Ma non ci interessa attizzare odio contro i G8, bensì proporre con forza l'urgenza che i politici si accordino per riformare l'ONU, vera autorità sopranazionale per un minimo di regole per tutti i popoli, a garanzia di giustizia e pace davvero per tutti i popoli. La contestazione del G8 è segno che il gioco sporco del liberissimo mercato che lascia liberi gli altri solo di morire di fame e di violenza è troppo scoperto. Tra l'altro si tratta per l'Italia di rientrare nella legalità costituzionale (art.11).
Per i cattolici politici di tutti i partiti si tratta anche di un minimo di coerenza con il VANGELO dell'amore e dell'onestà: "beati gli operatori di pace, perché saranno chiamati figli di Dio".
Tra l'altro c'è un altro imbroglio. La stragrande maggioranza dei ragazzi, anche delle scuole superiori, è convinta che la leva obbligatoria sia abolita entro il 2006 o addirittura entro il 2003, come si dice impegnato a tentare il ministro della difesa Martino.
In realtà la prima notizia da sfatare, venduta a iosa dalla televisione e dalla stampa è che l'obbligo del servizio militare sia stato abolito: non è vero! Basta questa citazione letterale della legge in questione, all'art. 2, comma 1, lettera f), e comma 2: "Personale da reclutare su base obbligatoria, salvo quanto previsto dalla legge in materia di obiezione di coscienza, nel caso in cui il personale in servizio sia insufficiente., nei seguenti casi: 1) qualora sia deliberato lo stato di guerra ai sensi dell'art. 78 della costituzione; 2) qualora una grave crisi internazionale nella quale l'Italia sia coinvolta direttamente o in ragione della sua appartenenza ad una organizzazione internazionale giustifichi un aumento della consistenza numerica delle forze armate. comma 2. Il servizio militare obbligatorio nei casi previsti dalla lettera f) del comma 1 ha la durata di 10 mesi, prolungabili unicamente in caso di deliberazione dello stato di guerra".

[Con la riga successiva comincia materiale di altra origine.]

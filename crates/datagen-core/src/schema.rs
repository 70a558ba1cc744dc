//! Model definitions loaded from YAML.
//!
//! A model is an ordered list of fields. Each field has a kind and either
//! generator options (random fields) or rule text (computed fields).
//!
//! ## Example
//!
//! ```yaml
//! version: 1
//! name: customers
//! seed: 42
//! fields:
//!   - name: age
//!     type: integer
//!     min: 18
//!     max: 90
//!   - name: segment
//!     type: string
//!     conditionals:
//!       "$age<30": young
//!       default: adult
//! ```

use crate::types::{FieldKind, FieldTypes};
use chrono::{NaiveDate, NaiveDateTime};
use indexmap::IndexMap;
use serde::{Deserialize, Serialize};
use std::collections::HashMap;
use std::fs;
use std::path::{Path, PathBuf};

// ============================================================================
// Error Types
// ============================================================================

/// Error type for model loading and validation.
#[derive(Debug, thiserror::Error)]
pub enum SchemaError {
    /// Error reading model file
    #[error("Failed to read model file: {0}")]
    IoError(#[from] std::io::Error),

    /// Error parsing YAML
    #[error("Failed to parse YAML: {0}")]
    YamlError(#[from] serde_yaml::Error),

    /// Model declares no fields
    #[error("Model '{0}' declares no fields")]
    NoFields(String),

    /// A field has an empty name
    #[error("Field at position {0} has an empty name")]
    EmptyFieldName(usize),

    /// Two fields share a name
    #[error("Duplicate field name: {0}")]
    DuplicateField(String),

    /// Field not found in model
    #[error("Field not found: {0}")]
    FieldNotFound(String),

    /// `min` is greater than `max`
    #[error("Field '{field}' has min greater than max")]
    InvalidRange { field: String },

    /// A kind-specific option is missing
    #[error("Field '{field}' of type {kind} requires option '{option}'")]
    MissingOption {
        field: String,
        kind: FieldKind,
        option: &'static str,
    },
}

// ============================================================================
// Field Definitions
// ============================================================================

/// Numeric bound written as either an integer or a float.
#[derive(Debug, Clone, Copy, PartialEq, Serialize, Deserialize)]
#[serde(untagged)]
pub enum NumericBound {
    Integer(i64),
    Float(f64),
}

impl NumericBound {
    /// The bound as an integer, truncating floats.
    pub fn as_i64(self) -> i64 {
        match self {
            NumericBound::Integer(v) => v,
            NumericBound::Float(v) => v as i64,
        }
    }

    /// The bound as a float.
    pub fn as_f64(self) -> f64 {
        match self {
            NumericBound::Integer(v) => v as f64,
            NumericBound::Float(v) => v,
        }
    }
}

/// The textual rule lines of a computed field, in evaluation order.
///
/// Each entry pairs the condition text with the output text.
pub type RuleLines<'a> = Vec<(&'a str, &'a str)>;

/// A single field of a model.
#[derive(Debug, Clone, Serialize, Deserialize, PartialEq)]
pub struct FieldDefinition {
    /// Field name
    pub name: String,

    /// Field kind
    #[serde(rename = "type")]
    pub kind: FieldKind,

    /// Generated but omitted from output
    #[serde(default)]
    pub ghost: bool,

    /// String length
    #[serde(default, skip_serializing_if = "Option::is_none")]
    pub length: Option<usize>,

    /// Lower bound (inclusive); start value for increment kinds
    #[serde(default, skip_serializing_if = "Option::is_none")]
    pub min: Option<NumericBound>,

    /// Upper bound (inclusive)
    #[serde(default, skip_serializing_if = "Option::is_none")]
    pub max: Option<NumericBound>,

    /// Uniform choice among these values
    #[serde(default, skip_serializing_if = "Vec::is_empty")]
    pub possible_values: Vec<String>,

    /// Weighted choice among these values
    #[serde(default, skip_serializing_if = "IndexMap::is_empty")]
    pub possible_values_weighted: IndexMap<String, u32>,

    /// Dictionary filters (countries, or `column=value` for CSV fields)
    #[serde(default, skip_serializing_if = "Vec::is_empty")]
    pub filters: Vec<String>,

    /// External CSV file for `csv` fields
    #[serde(default, skip_serializing_if = "Option::is_none")]
    pub file: Option<PathBuf>,

    /// CSV delimiter, `;` by default
    #[serde(default, skip_serializing_if = "Option::is_none")]
    pub separator: Option<char>,

    /// Display column for `csv` fields
    #[serde(default, skip_serializing_if = "Option::is_none")]
    pub field: Option<String>,

    /// Lower bound for `birthdate`
    #[serde(default, skip_serializing_if = "Option::is_none")]
    pub min_date: Option<NaiveDate>,

    /// Upper bound for `birthdate`
    #[serde(default, skip_serializing_if = "Option::is_none")]
    pub max_date: Option<NaiveDate>,

    /// Lower bound for `date` and `date_as_string`
    #[serde(default, skip_serializing_if = "Option::is_none")]
    pub min_date_time: Option<NaiveDateTime>,

    /// Upper bound for `date` and `date_as_string`
    #[serde(default, skip_serializing_if = "Option::is_none")]
    pub max_date_time: Option<NaiveDateTime>,

    /// `date` and `date_as_string` take the current time instead of a random one
    #[serde(default, skip_serializing_if = "std::ops::Not::not")]
    pub use_now: bool,

    /// strftime pattern for `date_as_string`
    #[serde(default, skip_serializing_if = "Option::is_none")]
    pub pattern: Option<String>,

    /// Template for `string_regex`
    #[serde(default, skip_serializing_if = "Option::is_none")]
    pub regex: Option<String>,

    /// Ordered condition lines: condition text to output text
    #[serde(default, skip_serializing_if = "IndexMap::is_empty")]
    pub conditionals: IndexMap<String, String>,

    /// Expression computed from other columns
    #[serde(default, skip_serializing_if = "Option::is_none")]
    pub formula: Option<String>,

    /// Template with `${column}` placeholders
    #[serde(default, skip_serializing_if = "Option::is_none")]
    pub injection: Option<String>,

    /// `$target.attribute` path into a structured field
    #[serde(default, skip_serializing_if = "Option::is_none")]
    pub link: Option<String>,
}

impl FieldDefinition {
    /// Create a random field of the given kind with default options.
    pub fn new(name: impl Into<String>, kind: FieldKind) -> Self {
        Self {
            name: name.into(),
            kind,
            ghost: false,
            length: None,
            min: None,
            max: None,
            possible_values: Vec::new(),
            possible_values_weighted: IndexMap::new(),
            filters: Vec::new(),
            file: None,
            separator: None,
            field: None,
            min_date: None,
            max_date: None,
            min_date_time: None,
            max_date_time: None,
            use_now: false,
            pattern: None,
            regex: None,
            conditionals: IndexMap::new(),
            formula: None,
            injection: None,
            link: None,
        }
    }

    /// Whether the value is derived by rules rather than drawn at random.
    pub fn is_computed(&self) -> bool {
        !self.conditionals.is_empty()
            || self.formula.is_some()
            || self.injection.is_some()
            || self.link.is_some()
    }

    /// The rule lines of a computed field.
    ///
    /// `conditionals` take precedence over `formula`, `injection` and `link`,
    /// which are shorthands for a single special line.
    pub fn rule_lines(&self) -> Option<RuleLines<'_>> {
        if !self.conditionals.is_empty() {
            return Some(
                self.conditionals
                    .iter()
                    .map(|(condition, output)| (condition.as_str(), output.as_str()))
                    .collect(),
            );
        }
        if let Some(formula) = &self.formula {
            return Some(vec![("formula", formula.as_str())]);
        }
        if let Some(injection) = &self.injection {
            return Some(vec![("injection", injection.as_str())]);
        }
        if let Some(link) = &self.link {
            return Some(vec![("link", link.as_str())]);
        }
        None
    }

    fn validate(&self, position: usize) -> Result<(), SchemaError> {
        if self.name.trim().is_empty() {
            return Err(SchemaError::EmptyFieldName(position));
        }
        if let (Some(min), Some(max)) = (self.min, self.max) {
            if min.as_f64() > max.as_f64() {
                return Err(SchemaError::InvalidRange {
                    field: self.name.clone(),
                });
            }
        }
        if let (Some(min), Some(max)) = (self.min_date, self.max_date) {
            if min > max {
                return Err(SchemaError::InvalidRange {
                    field: self.name.clone(),
                });
            }
        }
        if let (Some(min), Some(max)) = (self.min_date_time, self.max_date_time) {
            if min > max {
                return Err(SchemaError::InvalidRange {
                    field: self.name.clone(),
                });
            }
        }
        if self.kind == FieldKind::StringRegex && !self.is_computed() && self.regex.is_none() {
            return Err(self.missing("regex"));
        }
        if self.kind == FieldKind::Csv && !self.is_computed() {
            if self.file.is_none() {
                return Err(self.missing("file"));
            }
            if self.field.is_none() {
                return Err(self.missing("field"));
            }
        }
        Ok(())
    }

    fn missing(&self, option: &'static str) -> SchemaError {
        SchemaError::MissingOption {
            field: self.name.clone(),
            kind: self.kind,
            option,
        }
    }
}

// ============================================================================
// Model Definition
// ============================================================================

fn default_version() -> u32 {
    1
}

fn default_model_name() -> String {
    "model".to_string()
}

/// A complete model: ordered fields plus an optional seed.
#[derive(Debug, Clone, Serialize, Deserialize)]
pub struct ModelDefinition {
    /// Model format version
    #[serde(default = "default_version")]
    pub version: u32,

    /// Model name (used in logs)
    #[serde(default = "default_model_name")]
    pub name: String,

    /// Random seed for reproducibility
    #[serde(default, skip_serializing_if = "Option::is_none")]
    pub seed: Option<u64>,

    /// Field definitions in declared order
    pub fields: Vec<FieldDefinition>,

    /// Cached field lookup (not serialized)
    #[serde(skip)]
    field_map: HashMap<String, usize>,
}

impl ModelDefinition {
    /// Create a model from field definitions, validating it.
    pub fn new(
        name: impl Into<String>,
        fields: Vec<FieldDefinition>,
    ) -> Result<Self, SchemaError> {
        let mut model = Self {
            version: default_version(),
            name: name.into(),
            seed: None,
            fields,
            field_map: HashMap::new(),
        };
        model.build_field_map()?;
        Ok(model)
    }

    /// Load a model from a YAML file.
    pub fn from_file(path: impl AsRef<Path>) -> Result<Self, SchemaError> {
        let content = fs::read_to_string(path)?;
        Self::from_yaml(&content)
    }

    /// Parse a model from a YAML string.
    pub fn from_yaml(yaml: &str) -> Result<Self, SchemaError> {
        let mut model: ModelDefinition = serde_yaml::from_str(yaml)?;
        model.build_field_map()?;
        Ok(model)
    }

    /// Validate the fields and build the internal lookup map.
    fn build_field_map(&mut self) -> Result<(), SchemaError> {
        if self.fields.is_empty() {
            return Err(SchemaError::NoFields(self.name.clone()));
        }
        self.field_map.clear();
        for (idx, field) in self.fields.iter().enumerate() {
            field.validate(idx)?;
            if self.field_map.insert(field.name.clone(), idx).is_some() {
                return Err(SchemaError::DuplicateField(field.name.clone()));
            }
        }
        Ok(())
    }

    /// Get a field by name.
    pub fn get_field(&self, name: &str) -> Option<&FieldDefinition> {
        self.field_map
            .get(name)
            .and_then(|&idx| self.fields.get(idx))
    }

    /// Declared position of a field.
    pub fn field_position(&self, name: &str) -> Option<usize> {
        self.field_map.get(name).copied()
    }

    /// Get the kind of a field by name.
    pub fn get_field_kind(&self, name: &str) -> Result<FieldKind, SchemaError> {
        self.get_field(name)
            .map(|f| f.kind)
            .ok_or_else(|| SchemaError::FieldNotFound(name.to_string()))
    }

    /// Names of all fields in declared order.
    pub fn field_names(&self) -> Vec<&str> {
        self.fields.iter().map(|f| f.name.as_str()).collect()
    }

    /// Names of fields that appear in output (ghost fields excluded).
    pub fn output_field_names(&self) -> Vec<&str> {
        self.fields
            .iter()
            .filter(|f| !f.ghost)
            .map(|f| f.name.as_str())
            .collect()
    }
}

impl FieldTypes for ModelDefinition {
    fn field_kind(&self, name: &str) -> Option<FieldKind> {
        self.get_field(name).map(|f| f.kind)
    }
}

Di conseguenza, anche l'obiezione di coscienza continua. Il testo della legge approvata conferma la necessità per i giovani maschi, che non intendano rischiare di ricevere la cartolina militare in qualsiasi momento della loro vita, qualora l'esercito non raggiunga il numero sufficiente di soldati volontari, proprio nei casi di guerra o di emergenze internazionali, di recapitare agli organi statali la dichiarazione firmata di obiezione di coscienza. Dice infatti: "personale da reclutare su base obbligatoria, salvo quanto previsto dalla legge in materia di obiezione di coscienza". Tale dichiarazione non comporta nemmeno l'obbligo del servizio civile, che rimane in ogni caso libero-volontario.
Si è troppo ironizzato sui falsi obiettori. Non c'è problema ad ammettere che ne esistono; e non pochi. Ma non è né vero né giusto generalizzare. Lo sanno benissimo , gli amministratori del Levadife , e l' hanno dichiarato pubblicamente, che dove si è fatta una formazione seria, anche la qualità dell'obiezione al militare ne ha guadagnato indubbiamente.

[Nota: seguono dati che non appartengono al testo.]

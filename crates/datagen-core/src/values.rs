//! Generated values and rows.
//!
//! A [`Row`] keeps its values in declared field order. Structured values
//! (cities, names, CSV records) are reference counted so that dictionary
//! entries are shared between rows instead of cloned.

use chrono::{NaiveDate, NaiveDateTime};
use indexmap::IndexMap;
use serde::{Serialize, Serializer};
use std::borrow::Cow;
use std::fmt;
use std::sync::Arc;

/// Rendering of date-time values: ISO-8601 in UTC, to the second.
pub const DATE_TIME_FORMAT: &str = "%Y-%m-%dT%H:%M:%SZ";

/// A city from the built-in dictionary.
#[derive(Debug, Clone, PartialEq, Eq)]
pub struct City {
    pub name: String,
    /// Latitude as written in the dictionary
    pub latitude: String,
    /// Longitude as written in the dictionary
    pub longitude: String,
    pub country: String,
    pub population: u64,
}

impl City {
    /// Attributes a link can read from a city.
    pub const ATTRIBUTES: [&'static str; 5] = ["name", "lat", "long", "country", "population"];

    /// Read a named attribute.
    pub fn attribute(&self, name: &str) -> Option<Cow<'_, str>> {
        match name {
            "name" => Some(Cow::Borrowed(&self.name)),
            "lat" => Some(Cow::Borrowed(&self.latitude)),
            "long" => Some(Cow::Borrowed(&self.longitude)),
            "country" => Some(Cow::Borrowed(&self.country)),
            "population" => Some(Cow::Owned(self.population.to_string())),
            _ => None,
        }
    }
}

/// A first name from the built-in dictionary.
#[derive(Debug, Clone, PartialEq, Eq)]
pub struct PersonName {
    pub first_name: String,
    pub country: String,
    pub male: bool,
    pub female: bool,
    pub unisex: bool,
}

impl PersonName {
    /// Attributes a link can read from a name.
    pub const ATTRIBUTES: [&'static str; 6] =
        ["first_name", "country", "sex", "male", "female", "unisex"];

    /// `UNKNOWN` for unisex names, otherwise `MALE` or `FEMALE`.
    pub fn sex(&self) -> &'static str {
        if self.unisex {
            "UNKNOWN"
        } else if self.male {
            "MALE"
        } else {
            "FEMALE"
        }
    }

    /// Read a named attribute.
    pub fn attribute(&self, name: &str) -> Option<Cow<'_, str>> {
        match name {
            "first_name" => Some(Cow::Borrowed(&self.first_name)),
            "country" => Some(Cow::Borrowed(&self.country)),
            "sex" => Some(Cow::Borrowed(self.sex())),
            "male" => Some(Cow::Owned(self.male.to_string())),
            "female" => Some(Cow::Owned(self.female.to_string())),
            "unisex" => Some(Cow::Owned(self.unisex.to_string())),
            _ => None,
        }
    }
}

/// One record of an external CSV file, keyed by header.
#[derive(Debug, Clone, PartialEq, Eq)]
pub struct CsvRecord {
    /// Column shown when the record is rendered as a single value
    pub display_column: String,
    pub columns: IndexMap<String, String>,
}

impl CsvRecord {
    pub fn new(display_column: impl Into<String>, columns: IndexMap<String, String>) -> Self {
        Self {
            display_column: display_column.into(),
            columns,
        }
    }

    /// Value of a column by header name.
    pub fn get(&self, column: &str) -> Option<&str> {
        self.columns.get(column).map(String::as_str)
    }

    /// Value of the display column, or an empty string.
    pub fn display_value(&self) -> &str {
        self.get(&self.display_column).unwrap_or_default()
    }
}

/// A single generated or computed value.
#[derive(Debug, Clone, PartialEq)]
pub enum FieldValue {
    /// No value (a computed field whose output could not be cast)
    Null,
    Integer(i32),
    Long(i64),
    Float(f64),
    Boolean(bool),
    Text(String),
    Date(NaiveDate),
    DateTime(NaiveDateTime),
    /// Raw bytes, rendered as uppercase hex
    Bytes(Vec<u8>),
    City(Arc<City>),
    Name(Arc<PersonName>),
    Csv(Arc<CsvRecord>),
}

impl FieldValue {
    /// Check if the value is null.
    pub fn is_null(&self) -> bool {
        matches!(self, FieldValue::Null)
    }

    /// Render the value the way rules and text sinks see it.
    ///
    /// Structured values render as their display name; null renders empty.
    pub fn to_string_value(&self) -> Cow<'_, str> {
        match self {
            FieldValue::Null => Cow::Borrowed(""),
            FieldValue::Integer(v) => Cow::Owned(v.to_string()),
            FieldValue::Long(v) => Cow::Owned(v.to_string()),
            FieldValue::Float(v) => Cow::Owned(v.to_string()),
            FieldValue::Boolean(v) => Cow::Borrowed(if *v { "true" } else { "false" }),
            FieldValue::Text(v) => Cow::Borrowed(v),
            FieldValue::Date(v) => Cow::Owned(v.format("%Y-%m-%d").to_string()),
            FieldValue::DateTime(v) => Cow::Owned(v.format(DATE_TIME_FORMAT).to_string()),
            FieldValue::Bytes(v) => Cow::Owned(hex::encode_upper(v)),
            FieldValue::City(city) => Cow::Borrowed(&city.name),
            FieldValue::Name(name) => Cow::Borrowed(&name.first_name),
            FieldValue::Csv(record) => Cow::Borrowed(record.display_value()),
        }
    }

    /// Get the value as an i64 if it is an integral number.
    pub fn as_i64(&self) -> Option<i64> {
        match self {
            FieldValue::Integer(v) => Some(i64::from(*v)),
            FieldValue::Long(v) => Some(*v),
            _ => None,
        }
    }

    /// Get the value as an f64 if it is numeric.
    pub fn as_f64(&self) -> Option<f64> {
        match self {
            FieldValue::Integer(v) => Some(f64::from(*v)),
            FieldValue::Long(v) => Some(*v as f64),
            FieldValue::Float(v) => Some(*v),
            _ => None,
        }
    }

    /// Get the value as a string slice if it is text.
    pub fn as_str(&self) -> Option<&str> {
        match self {
            FieldValue::Text(v) => Some(v),
            _ => None,
        }
    }

    /// Get the city if this is a city value.
    pub fn as_city(&self) -> Option<&City> {
        match self {
            FieldValue::City(city) => Some(city),
            _ => None,
        }
    }
}

impl fmt::Display for FieldValue {
    fn fmt(&self, f: &mut fmt::Formatter<'_>) -> fmt::Result {
        f.write_str(&self.to_string_value())
    }
}

impl Serialize for FieldValue {
    fn serialize<S: Serializer>(&self, serializer: S) -> Result<S::Ok, S::Error> {
        match self {
            FieldValue::Null => serializer.serialize_none(),
            FieldValue::Integer(v) => serializer.serialize_i32(*v),
            FieldValue::Long(v) => serializer.serialize_i64(*v),
            FieldValue::Float(v) => serializer.serialize_f64(*v),
            FieldValue::Boolean(v) => serializer.serialize_bool(*v),
            other => serializer.serialize_str(&other.to_string_value()),
        }
    }
}

impl From<i32> for FieldValue {
    fn from(v: i32) -> Self {
        FieldValue::Integer(v)
    }
}

impl From<i64> for FieldValue {
    fn from(v: i64) -> Self {
        FieldValue::Long(v)
    }
}

impl From<f64> for FieldValue {
    fn from(v: f64) -> Self {
        FieldValue::Float(v)
    }
}

impl From<bool> for FieldValue {
    fn from(v: bool) -> Self {
        FieldValue::Boolean(v)
    }
}

impl From<String> for FieldValue {
    fn from(v: String) -> Self {
        FieldValue::Text(v)
    }
}

impl From<&str> for FieldValue {
    fn from(v: &str) -> Self {
        FieldValue::Text(v.to_string())
    }
}

impl From<City> for FieldValue {
    fn from(v: City) -> Self {
        FieldValue::City(Arc::new(v))
    }
}

impl From<PersonName> for FieldValue {
    fn from(v: PersonName) -> Self {
        FieldValue::Name(Arc::new(v))
    }
}

impl From<CsvRecord> for FieldValue {
    fn from(v: CsvRecord) -> Self {
        FieldValue::Csv(Arc::new(v))
    }
}

/// One generated record: field values in declared order.
///
/// A row is owned by the worker that builds it until it is handed to a sink.
#[derive(Debug, Clone, PartialEq, Default)]
pub struct Row {
    /// Global generation index of this row
    index: u64,
    values: IndexMap<String, FieldValue>,
}

impl Row {
    /// Create an empty row for the given global index.
    pub fn new(index: u64) -> Self {
        Self {
            index,
            values: IndexMap::new(),
        }
    }

    /// Create an empty row with room for `capacity` fields.
    pub fn with_capacity(index: u64, capacity: usize) -> Self {
        Self {
            index,
            values: IndexMap::with_capacity(capacity),
        }
    }

    /// Create a row builder.
    pub fn builder(index: u64) -> RowBuilder {
        RowBuilder {
            row: Row::new(index),
        }
    }

    /// Global generation index.
    pub fn index(&self) -> u64 {
        self.index
    }

    /// Get a value by field name.
    pub fn get(&self, name: &str) -> Option<&FieldValue> {
        self.values.get(name)
    }

    /// Get a value rendered as text, or `None` if the field is not set.
    pub fn get_string(&self, name: &str) -> Option<Cow<'_, str>> {
        self.values.get(name).map(FieldValue::to_string_value)
    }

    /// Set a value. A field that is already present keeps its position.
    pub fn set(&mut self, name: impl Into<String>, value: FieldValue) {
        self.values.insert(name.into(), value);
    }

    /// Check whether a field has been set.
    pub fn contains(&self, name: &str) -> bool {
        self.values.contains_key(name)
    }

    /// Number of fields set.
    pub fn len(&self) -> usize {
        self.values.len()
    }

    /// Check if no field has been set.
    pub fn is_empty(&self) -> bool {
        self.values.is_empty()
    }

    /// Iterate over `(name, value)` pairs in insertion order.
    pub fn iter(&self) -> impl Iterator<Item = (&str, &FieldValue)> {
        self.values.iter().map(|(k, v)| (k.as_str(), v))
    }

    /// Reorder the values by a position function, e.g. declared field position.
    pub fn reorder_by(&mut self, mut position: impl FnMut(&str) -> usize) {
        self.values
            .sort_by(|a, _, b, _| position(a).cmp(&position(b)));
    }

    /// Consume the row and return its values.
    pub fn into_values(self) -> IndexMap<String, FieldValue> {
        self.values
    }
}

/// Builder for constructing rows field by field.
pub struct RowBuilder {
    row: Row,
}

impl RowBuilder {
    /// Add a field value.
    pub fn field(mut self, name: impl Into<String>, value: impl Into<FieldValue>) -> Self {
        self.row.set(name, value.into());
        self
    }

    /// Build the row.
    pub fn build(self) -> Row {
        self.row
    }
}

Al riguardo, sembra ancora attuale un pensiero di don Luigi Sturzo, maestro riconosciuto del senso dello stato. Scriveva: "se vi sono individui veramente convinti che il loro dovere di coscienza è di rifiutare ogni servizio militare in tempo di pace e in tempo di guerra, essi si sentiranno obbligati a seguire la voce della coscienza e lo stato nel colpirli sarà moralmente il più debole. L'obiezione di coscienza non è che una negazione pratica e cosciente del diritto dello stato a fare la guerra. E' un conflitto fra un ordine stabilito e un ordine ideale. Si dirà: <<così si fomenta la ribellione e l'anarchia>>. Inesatto: se la gran parte dei cittadini fossero 'obiettori di coscienza' cesserebbero le guerre. quando ci saranno in un paese di tali cittadini, non vi sarà pericolo di anarchia e di ribellione, ma un movimento di rettifica morale, contro gli egoismi nazionali, l'educazione militaresca e gli odii dei popoli" (l' Aube nouvelle, Parigi, aprile 1993, in L.Sturzo, Opera Omnia, II serie, vol. VI, Miscellanea Londinese vol.II, Zanichelli, Bologna, pp. 204-212).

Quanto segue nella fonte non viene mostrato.